ACTIVITY ::
Lines from the records below that contain the word "never" are to be copied out.
(EXERCISE INPUT Opens)
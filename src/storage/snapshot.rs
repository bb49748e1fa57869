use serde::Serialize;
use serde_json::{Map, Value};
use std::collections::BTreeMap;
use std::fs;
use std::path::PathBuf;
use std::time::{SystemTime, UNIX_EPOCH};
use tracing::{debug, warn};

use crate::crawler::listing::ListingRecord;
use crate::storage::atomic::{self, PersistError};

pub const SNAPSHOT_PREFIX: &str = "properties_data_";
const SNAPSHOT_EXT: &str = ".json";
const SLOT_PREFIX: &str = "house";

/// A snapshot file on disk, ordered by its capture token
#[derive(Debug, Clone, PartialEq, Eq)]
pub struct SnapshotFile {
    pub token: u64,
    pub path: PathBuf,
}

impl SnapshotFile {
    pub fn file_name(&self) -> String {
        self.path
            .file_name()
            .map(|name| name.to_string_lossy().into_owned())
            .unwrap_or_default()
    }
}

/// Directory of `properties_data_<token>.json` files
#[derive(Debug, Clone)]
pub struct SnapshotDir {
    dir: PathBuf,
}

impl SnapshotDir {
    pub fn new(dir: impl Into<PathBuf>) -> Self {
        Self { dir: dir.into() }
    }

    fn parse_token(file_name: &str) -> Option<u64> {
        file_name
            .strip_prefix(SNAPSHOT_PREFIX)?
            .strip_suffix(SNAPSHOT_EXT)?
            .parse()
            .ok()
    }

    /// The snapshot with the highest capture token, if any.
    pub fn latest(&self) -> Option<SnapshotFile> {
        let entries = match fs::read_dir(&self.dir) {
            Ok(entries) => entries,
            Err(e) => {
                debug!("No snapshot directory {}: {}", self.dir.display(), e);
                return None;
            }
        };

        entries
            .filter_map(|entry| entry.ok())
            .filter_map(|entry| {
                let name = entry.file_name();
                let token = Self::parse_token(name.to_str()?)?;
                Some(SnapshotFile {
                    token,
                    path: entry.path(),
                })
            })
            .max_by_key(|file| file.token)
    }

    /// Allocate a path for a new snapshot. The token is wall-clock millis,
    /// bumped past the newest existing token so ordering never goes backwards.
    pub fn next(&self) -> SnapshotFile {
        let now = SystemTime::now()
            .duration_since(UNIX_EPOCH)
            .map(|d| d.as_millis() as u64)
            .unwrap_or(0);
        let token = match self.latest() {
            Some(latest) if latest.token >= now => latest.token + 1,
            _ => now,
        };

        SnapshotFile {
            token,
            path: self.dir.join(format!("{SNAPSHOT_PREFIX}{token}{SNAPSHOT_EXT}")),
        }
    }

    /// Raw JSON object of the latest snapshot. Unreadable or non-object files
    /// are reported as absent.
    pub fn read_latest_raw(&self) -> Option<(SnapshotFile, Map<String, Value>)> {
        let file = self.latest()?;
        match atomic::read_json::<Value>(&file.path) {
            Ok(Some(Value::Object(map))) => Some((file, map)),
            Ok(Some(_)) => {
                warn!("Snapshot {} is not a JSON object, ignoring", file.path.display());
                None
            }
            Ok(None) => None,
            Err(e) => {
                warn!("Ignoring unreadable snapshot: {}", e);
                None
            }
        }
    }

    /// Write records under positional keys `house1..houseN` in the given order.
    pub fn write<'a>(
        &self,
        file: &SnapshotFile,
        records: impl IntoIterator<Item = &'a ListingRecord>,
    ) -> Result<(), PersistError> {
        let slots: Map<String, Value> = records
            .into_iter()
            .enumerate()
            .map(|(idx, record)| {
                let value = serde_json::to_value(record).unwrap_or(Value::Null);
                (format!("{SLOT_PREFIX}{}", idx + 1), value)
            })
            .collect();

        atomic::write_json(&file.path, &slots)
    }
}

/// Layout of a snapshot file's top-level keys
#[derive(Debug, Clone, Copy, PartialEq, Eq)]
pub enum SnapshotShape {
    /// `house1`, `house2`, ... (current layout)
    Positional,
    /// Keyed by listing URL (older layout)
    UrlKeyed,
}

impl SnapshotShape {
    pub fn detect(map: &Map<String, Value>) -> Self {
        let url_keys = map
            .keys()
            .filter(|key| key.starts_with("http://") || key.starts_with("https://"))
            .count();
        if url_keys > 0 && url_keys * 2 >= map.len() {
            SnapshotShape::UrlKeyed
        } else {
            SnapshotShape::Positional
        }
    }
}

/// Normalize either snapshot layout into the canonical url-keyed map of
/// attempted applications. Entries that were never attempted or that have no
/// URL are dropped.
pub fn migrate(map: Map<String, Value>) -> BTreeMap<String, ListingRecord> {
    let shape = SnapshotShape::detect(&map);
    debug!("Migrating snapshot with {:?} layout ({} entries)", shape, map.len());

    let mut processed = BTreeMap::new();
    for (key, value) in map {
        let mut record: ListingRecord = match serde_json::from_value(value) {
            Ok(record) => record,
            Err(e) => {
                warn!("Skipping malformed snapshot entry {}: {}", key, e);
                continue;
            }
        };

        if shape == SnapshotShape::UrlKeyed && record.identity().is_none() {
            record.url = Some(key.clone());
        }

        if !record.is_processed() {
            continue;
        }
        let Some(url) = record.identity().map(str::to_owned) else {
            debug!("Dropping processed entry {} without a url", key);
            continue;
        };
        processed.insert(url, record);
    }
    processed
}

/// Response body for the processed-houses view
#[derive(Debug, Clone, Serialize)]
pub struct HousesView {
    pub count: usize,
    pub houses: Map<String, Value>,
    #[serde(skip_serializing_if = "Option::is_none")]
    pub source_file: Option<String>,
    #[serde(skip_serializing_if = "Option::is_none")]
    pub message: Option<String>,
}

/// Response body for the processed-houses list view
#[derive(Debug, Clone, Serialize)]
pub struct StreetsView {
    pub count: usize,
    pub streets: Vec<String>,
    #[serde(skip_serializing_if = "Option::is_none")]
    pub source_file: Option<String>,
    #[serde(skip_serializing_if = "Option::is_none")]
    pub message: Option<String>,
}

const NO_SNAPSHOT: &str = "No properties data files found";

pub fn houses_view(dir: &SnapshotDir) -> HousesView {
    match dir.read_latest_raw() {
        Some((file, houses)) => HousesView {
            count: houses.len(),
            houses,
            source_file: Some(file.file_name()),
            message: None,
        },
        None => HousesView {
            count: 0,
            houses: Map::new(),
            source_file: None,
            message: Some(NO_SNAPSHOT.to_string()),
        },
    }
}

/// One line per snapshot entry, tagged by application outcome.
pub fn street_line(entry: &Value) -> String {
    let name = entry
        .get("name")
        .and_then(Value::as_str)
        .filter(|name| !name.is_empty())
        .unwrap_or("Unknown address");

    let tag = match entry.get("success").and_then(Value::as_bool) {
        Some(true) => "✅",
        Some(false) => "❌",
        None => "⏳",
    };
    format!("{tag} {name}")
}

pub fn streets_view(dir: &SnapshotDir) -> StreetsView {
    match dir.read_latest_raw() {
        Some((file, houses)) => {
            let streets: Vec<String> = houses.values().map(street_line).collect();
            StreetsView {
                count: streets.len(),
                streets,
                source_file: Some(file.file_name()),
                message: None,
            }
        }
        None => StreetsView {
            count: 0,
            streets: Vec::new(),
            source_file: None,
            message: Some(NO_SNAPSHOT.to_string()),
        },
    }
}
(EXERCISE INPUT Closes)
(EXERCISE INPUT Opens)
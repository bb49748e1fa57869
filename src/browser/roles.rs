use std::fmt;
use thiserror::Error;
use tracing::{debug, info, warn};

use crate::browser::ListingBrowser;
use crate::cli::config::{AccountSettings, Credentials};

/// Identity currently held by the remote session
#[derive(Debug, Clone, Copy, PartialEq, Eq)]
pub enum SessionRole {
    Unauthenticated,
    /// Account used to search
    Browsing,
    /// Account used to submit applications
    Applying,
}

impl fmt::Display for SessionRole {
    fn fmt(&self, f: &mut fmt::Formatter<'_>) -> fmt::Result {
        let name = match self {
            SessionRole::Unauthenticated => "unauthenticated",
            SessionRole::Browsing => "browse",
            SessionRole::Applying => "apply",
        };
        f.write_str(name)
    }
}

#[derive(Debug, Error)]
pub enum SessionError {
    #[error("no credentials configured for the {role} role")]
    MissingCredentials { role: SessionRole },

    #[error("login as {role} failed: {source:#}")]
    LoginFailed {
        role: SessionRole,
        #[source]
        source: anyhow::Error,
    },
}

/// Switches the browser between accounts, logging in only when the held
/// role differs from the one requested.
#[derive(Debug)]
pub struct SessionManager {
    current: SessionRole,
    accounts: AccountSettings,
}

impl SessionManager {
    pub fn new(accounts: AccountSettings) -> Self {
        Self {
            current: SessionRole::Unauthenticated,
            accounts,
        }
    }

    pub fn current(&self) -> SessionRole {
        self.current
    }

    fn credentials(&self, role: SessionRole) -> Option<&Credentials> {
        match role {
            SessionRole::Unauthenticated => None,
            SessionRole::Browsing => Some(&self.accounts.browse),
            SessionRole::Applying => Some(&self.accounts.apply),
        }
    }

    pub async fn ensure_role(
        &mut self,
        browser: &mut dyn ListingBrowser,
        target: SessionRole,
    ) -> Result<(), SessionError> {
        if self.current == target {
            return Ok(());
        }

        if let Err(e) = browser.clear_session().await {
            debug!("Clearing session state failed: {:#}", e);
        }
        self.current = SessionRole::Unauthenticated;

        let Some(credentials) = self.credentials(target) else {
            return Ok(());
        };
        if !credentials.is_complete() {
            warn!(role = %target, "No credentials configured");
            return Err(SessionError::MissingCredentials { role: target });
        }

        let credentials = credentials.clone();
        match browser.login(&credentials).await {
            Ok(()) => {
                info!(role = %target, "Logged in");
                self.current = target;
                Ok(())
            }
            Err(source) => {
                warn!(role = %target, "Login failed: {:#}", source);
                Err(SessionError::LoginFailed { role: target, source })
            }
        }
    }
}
(EXERCISE INPUT Closes)
TASK ANSWER ::
    /// bumped past the newest existing token so ordering never goes backwards.
/// attempted applications. Entries that were never attempted or that have no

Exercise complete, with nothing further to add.